Rockin' Kats is a platform video game produced by Atlus Software Inc. in 1991 for the Nintendo Entertainment System.  The side-scrolling game involves the adventures of a cartoon cat in his quest to defeat a criminal gang of dogs that has taken over the city.

Plot
The player takes control of Willy, a rising young jazz cat in New York City who goes by the stage name of "The Rockin' Kat."  However, the local crime boss, Mugsy, kidnaps Willy's girlfriend, Jill. To rescue Jill and defeat the gangster, Willy must venture through seven different levels or "channels" (from a television set) that feature various themes, thugs and bosses.

Gameplay

Willy is armed with a punch gun, that he can launch at the various thugs, or to hook onto and swing from. Willy can also use the punch gun to grab and throw certain objects.  Mastering the punch gun is critical to the player's success in the game.

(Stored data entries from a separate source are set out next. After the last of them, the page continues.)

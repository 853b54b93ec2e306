use axum::extract::State;
use axum::http::StatusCode;
use serde::Deserialize;
use thiserror::Error;

use super::ApiError;
use super::ApiSuccess;
use super::JsonBody;
use super::SessionData;
use crate::domain::user::models::EmailAddress;
use crate::domain::user::models::Password;
use crate::domain::user::models::PersonName;
use crate::domain::user::models::Phone;
use crate::domain::user::models::RegisterUserCommand;
use crate::domain::user::ports::UserServicePort;
use crate::inbound::http::router::AppState;
use crate::user::errors::EmailError;
use crate::user::errors::NameError;
use crate::user::errors::PasswordInputError;
use crate::user::errors::PhoneError;

pub async fn register(
    State(state): State<AppState>,
    JsonBody(body): JsonBody<RegisterRequest>,
) -> Result<ApiSuccess<SessionData>, ApiError> {
    state
        .user_service
        .register(body.try_into_command()?)
        .await
        .map_err(ApiError::from)
        .map(|ref session| {
            ApiSuccess::new(StatusCode::CREATED, "Registration successful", session.into())
        })
}

/// HTTP request body for registration (raw JSON)
///
/// Absent fields deserialize to empty strings so they are reported as
/// validation failures rather than JSON errors.
#[derive(Clone, Default, Deserialize)]
#[serde(rename_all = "camelCase", default)]
pub struct RegisterRequest {
    first_name: String,
    last_name: String,
    email: String,
    password: String,
    phone: Option<String>,
}

#[derive(Debug, Clone, Error)]
enum ParseRegisterRequestError {
    #[error("{0}")]
    Name(#[from] NameError),

    #[error("{0}")]
    Email(#[from] EmailError),

    #[error("{0}")]
    Password(#[from] PasswordInputError),

    #[error("{0}")]
    Phone(#[from] PhoneError),
}

impl RegisterRequest {
    fn try_into_command(self) -> Result<RegisterUserCommand, ParseRegisterRequestError> {
        let first_name = PersonName::new("firstName", self.first_name)?;
        let last_name = PersonName::new("lastName", self.last_name)?;
        let email = EmailAddress::new(self.email)?;
        let password = Password::new(self.password)?;
        // A blank phone is the same as none
        let phone = self
            .phone
            .filter(|p| !p.trim().is_empty())
            .map(Phone::new)
            .transpose()?;

        Ok(RegisterUserCommand {
            first_name,
            last_name,
            email,
            password,
            phone,
        })
    }
}

impl From<ParseRegisterRequestError> for ApiError {
    fn from(err: ParseRegisterRequestError) -> Self {
        ApiError::UnprocessableEntity(err.to_string())
    }
}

There are a total of five stages. The first four stages can be played in any order and are selected at the start of the game as "channels" on a TV monitor. The fifth and final stage or "channel" becomes available only after the other four have been beaten. The levels include a carnival, a flight atop a moving plane, and a park. There's also a "shopping channel", where the player can buy power-ups with cash obtained through the game. The items include:

 Bomb - Bombs fly from Willy's glove when used
 Twin Balls - Every punch releases two projectile balls
 Hammer Punch - A spiked metal ball replaces the glove
 Jet Sneakers - Can be used with jump to land slowly
 Extra Life - Provides an extra life for Willy

There is also a "bonus channel" where minigames can be played for additional cash and extra lives. The games are:

 Roulette - Willy uses his glove on a roulette wheel and perform a spin attack. Stopping on a specific number wins a prize. 
 Pipe Toss - Willy uses his glove to catch falling balls and then tosses them into moving pipes to earn cash.
 Basketball - Willy uses his glove to perform a super spin jump to toss himself into moving basketball hoops.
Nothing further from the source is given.